"Le moment est idéal"

Didier Queloz, planétologue renommé et prix Nobel, rejoint l'ETH Zurich. Il y étudiera, avec d'autres professeurs, les origines de la vie dans un nouveau centre.

Didier Queloz
Didier Queloz va diriger un nouveau centre à l'ETH Zurich, qui se penchera sur une question scientifique fondamentale. (Image : Université de Genève)

En 1995, Didier Queloz et son directeur de thèse Michel Mayor ont fait sensation sur la scène internationale : Les deux astronomes suisses ont découvert à l'Université de Genève la première planète extrasolaire en orbite autour d'une étoile semblable au Soleil. Cette découverte révolutionnaire leur a valu le prix Nobel de physique en 2019.

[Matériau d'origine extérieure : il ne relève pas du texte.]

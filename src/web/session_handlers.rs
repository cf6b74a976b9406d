// src/web/session_handlers.rs
use crate::{
    config::Config,
    error::{AppError, AppResult},
    models::session::{AttendanceMark, MarkAttendanceRequest, NewSession, Session, SessionAttendance},
    state::AppState,
    web::{mw_auth::CurrentUser, mw_teacher},
};
use axum::{
    extract::{Extension, Path, State},
    http::{header::HOST, HeaderMap, StatusCode},
    Json,
};
use serde::Serialize;

#[derive(Serialize)]
#[serde(rename_all = "camelCase")]
pub struct CreateSessionResponse {
    session_id: String,
    qr_url: String,
    message: &'static str,
}

#[derive(Serialize)]
pub struct CloseSessionResponse {
    message: &'static str,
    session: Session,
}

#[derive(Serialize)]
pub struct MarkAttendanceResponse {
    message: &'static str,
    attendance: AttendanceMark,
}

/// Base pública dos links de QR: `PUBLIC_BASE_URL` ou o `Host` do pedido.
fn public_base_url(config: &Config, headers: &HeaderMap) -> String {
    if let Some(base) = &config.public_base_url {
        return base.clone();
    }
    let host = headers
        .get(HOST)
        .and_then(|v| v.to_str().ok())
        .unwrap_or("localhost");
    let proto = headers
        .get("x-forwarded-proto")
        .and_then(|v| v.to_str().ok())
        .and_then(|v| v.split(',').next())
        .map(str::trim)
        .filter(|v| !v.is_empty())
        .unwrap_or("http");
    format!("{}://{}", proto, host)
}

// POST /api/sessions
pub async fn create_session(
    State(state): State<AppState>,
    Extension(user): Extension<CurrentUser>,
    headers: HeaderMap,
    Json(input): Json<NewSession>,
) -> AppResult<(StatusCode, Json<CreateSessionResponse>)> {
    if let Some(teacher_id) = input.teacher_id.as_deref() {
        mw_teacher::ensure_can_act_for(&user, teacher_id)?;
    }
    let base_url = public_base_url(&state.config, &headers);
    let created = state.sessions.create(input, &base_url).await?;
    Ok((
        StatusCode::CREATED,
        Json(CreateSessionResponse {
            session_id: created.session_id,
            qr_url: created.qr_url,
            message: "Sessão criada. Partilhe este QR com os alunos.",
        }),
    ))
}

// GET /api/sessions
pub async fn list_sessions(State(state): State<AppState>) -> AppResult<Json<Vec<Session>>> {
    Ok(Json(state.sessions.list().await?))
}

// GET /api/sessions/{id}
pub async fn get_session(State(state): State<AppState>, Path(id): Path<String>) -> AppResult<Json<Session>> {
    state
        .sessions
        .get(&id)
        .await?
        .map(Json)
        .ok_or_else(|| AppError::not_found("Sessão"))
}

// PATCH /api/sessions/{id}/close
pub async fn close_session(
    State(state): State<AppState>,
    Extension(user): Extension<CurrentUser>,
    Path(id): Path<String>,
) -> AppResult<Json<CloseSessionResponse>> {
    if user.0.is_some() {
        let session = state
            .sessions
            .get(&id)
            .await?
            .ok_or_else(|| AppError::not_found("Sessão"))?;
        mw_teacher::ensure_can_act_for(&user, &session.teacher_id)?;
    }
    let session = state.sessions.close(&id).await?;
    Ok(Json(CloseSessionResponse {
        message: "Sessão fechada",
        session,
    }))
}

// POST /api/sessions/{id}/attendance
pub async fn mark_attendance(
    State(state): State<AppState>,
    Path(id): Path<String>,
    headers: HeaderMap,
    Json(request): Json<MarkAttendanceRequest>,
) -> AppResult<(StatusCode, Json<MarkAttendanceResponse>)> {
    if let Some(captcha) = &state.captcha {
        let remote_ip = headers
            .get("x-forwarded-for")
            .and_then(|v| v.to_str().ok())
            .and_then(|v| v.split(',').next())
            .map(str::trim);
        captcha.verify(request.captcha_token.as_deref(), remote_ip).await?;
    }

    let attendance = state.sessions.mark(&id, request).await?;
    Ok((
        StatusCode::CREATED,
        Json(MarkAttendanceResponse {
            message: "Presença registada",
            attendance,
        }),
    ))
}

// GET /api/sessions/{id}/attendance
pub async fn session_attendance(
    State(state): State<AppState>,
    Path(id): Path<String>,
) -> AppResult<Json<SessionAttendance>> {
    Ok(Json(state.sessions.report(&id).await?))
}

#[cfg(test)]
mod tests {
    use super::*;
    use axum::http::HeaderValue;

    #[test]
    fn base_url_prefers_configured_value() {
        let mut config = Config::local("sqlite::memory:");
        let mut headers = HeaderMap::new();
        headers.insert(HOST, HeaderValue::from_static("sala.local:5000"));
        assert_eq!(public_base_url(&config, &headers), "http://sala.local:5000");

        headers.insert("x-forwarded-proto", HeaderValue::from_static("https"));
        assert_eq!(public_base_url(&config, &headers), "https://sala.local:5000");

        config.public_base_url = Some("https://chamada.example".into());
        assert_eq!(public_base_url(&config, &headers), "https://chamada.example");
    }
}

Ces dernières années, Queloz, qui est depuis 2013 professeur au Cavendish Laboratory de l'Université de Cambridge (GB) en plus de son poste de chaire à l'Université de Genève, a participé à la découverte de nombreuses autres planètes. Dans ses recherches, il se concentre de plus en plus sur les planètes qui pourraient être potentiellement habitables. Il espère que ces objets lui permettront de mieux comprendre comment la vie a pu appara?tre sur Terre.

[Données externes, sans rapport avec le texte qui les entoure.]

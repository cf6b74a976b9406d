// src/main.rs
use chamada::{
    config::Config,
    db,
    services::enrollment_service,
    state::AppState,
};
use std::{env, net::SocketAddr};
use tokio::net::TcpListener;
use tracing_subscriber::{fmt, layer::SubscriberExt, util::SubscriberInitExt, EnvFilter};

#[tokio::main]
async fn main() -> anyhow::Result<()> {
    dotenvy::dotenv().ok();

    // --- Configuração do Logging (Tracing) ---
    tracing_subscriber::registry()
        .with(
            EnvFilter::try_from_default_env().unwrap_or_else(|_| {
                env::var("RUST_LOG")
                    .unwrap_or_else(|_| "chamada=debug,tower_http=info,sqlx=warn".into())
                    .into()
            }),
        )
        .with(fmt::layer())
        .init();

    tracing::info!("🚀 Iniciando servidor de chamadas...");

    // --- Configuração (falha logo se faltar algo obrigatório) ---
    let config = match Config::from_env() {
        Ok(config) => config,
        Err(e) => {
            tracing::error!("❌ Configuração inválida: {}", e);
            return Err(anyhow::anyhow!("Configuração inválida: {}", e));
        }
    };
    tracing::info!(
        "⚙️ Armazenamento: {:?}, ack: {:?}, leituras: {:?}, auth: {}",
        config.backend,
        config.ack_mode,
        config.scan_policy,
        if config.auth_project_id.is_some() { "ligada" } else { "desligada" }
    );
    if config.recaptcha_secret.is_some() {
        tracing::info!("🤖 Verificação CAPTCHA ativa nas leituras de QR.");
    }

    // --- Armazenamento ---
    let store = match db::connect_store(&config).await {
        Ok(store) => store,
        Err(e) => {
            tracing::error!("❌ Falha crítica ao ligar ao armazenamento: {}", e);
            return Err(anyhow::anyhow!("Falha ao ligar ao armazenamento: {}", e));
        }
    };
    if let Err(e) = store.ping().await {
        tracing::warn!("⚠️ Armazenamento não respondeu ao arranque: {}", e);
    }

    let port = config.port;
    let app_state = AppState::new(config, store);

    // Alterações às inscrições seguem para os clientes SSE
    tokio::spawn(enrollment_service::forward_enrollment_changes(
        app_state.store.clone(),
        app_state.broadcaster.clone(),
    ));

    // --- Endereço e Listener ---
    let addr = SocketAddr::from(([0, 0, 0, 0], port));
    tracing::info!("📡 Servidor escutando em http://{}", addr);
    let listener = match TcpListener::bind(addr).await {
        Ok(l) => l,
        Err(e) => {
            tracing::error!("❌ Falha ao iniciar listener na porta {}: {}", port, e);
            return Err(e.into());
        }
    };

    tracing::info!("🛠️ Construindo router e aplicando middlewares...");
    let app = chamada::build_router(app_state);

    tracing::info!("👂 Servidor pronto para aceitar conexões...");
    if let Err(e) = axum::serve(listener, app.into_make_service()).await {
        tracing::error!("❌ Erro fatal no servidor: {}", e);
        return Err(e.into());
    }

    Ok(())
}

Cet été, Didier Queloz quittera son alma mater pour devenir professeur de physique à l'ETH Zurich, où il contribuera, en tant que directeur désigné, à la mise en place du nouveau "ETH Center for the Origin and Prevalence of Life", auquel participeront des professeurs de cinq départements.

Monsieur Queloz, qu'est-ce qui vous a incité à accepter un poste de chaire à Zurich ?
Didier Queloz : La raison de mon changement est très simple : il y a un projet vraiment formidable à l'ETH Zurich ! Nous voulons ouvrir un nouveau domaine de recherche qui traite de l'origine de la vie. Le moment est idéal pour cela.

Pourquoi faire ?
Ces dernières années, des progrès fulgurants ont été réalisés dans différents domaines de recherche pertinents pour ce sujet. Dans mon propre domaine, l'astronomie, nous avons découvert des milliers de nouvelles planètes, y compris des objets plus petits sur lesquels la vie pourrait exister. Nous avons pu mettre en évidence une atmosphère sur plusieurs planètes, et nous en savons désormais un peu plus sur la composition de ces corps célestes. Le deuxième domaine important est l'exploration de notre propre système planétaire, en particulier l'exploration de Mars. Mars est très importante pour nous, car elle a connu une évolution similaire à celle de la Terre au cours du premier milliard d'années. Depuis, il ne s'est pas passé grand-chose sur Mars, alors que la surface de la Terre a subi des changements spectaculaires en raison de la tectonique des plaques. Mars nous montre à quoi pouvait ressembler la Terre il y a 3,5 milliards d'années.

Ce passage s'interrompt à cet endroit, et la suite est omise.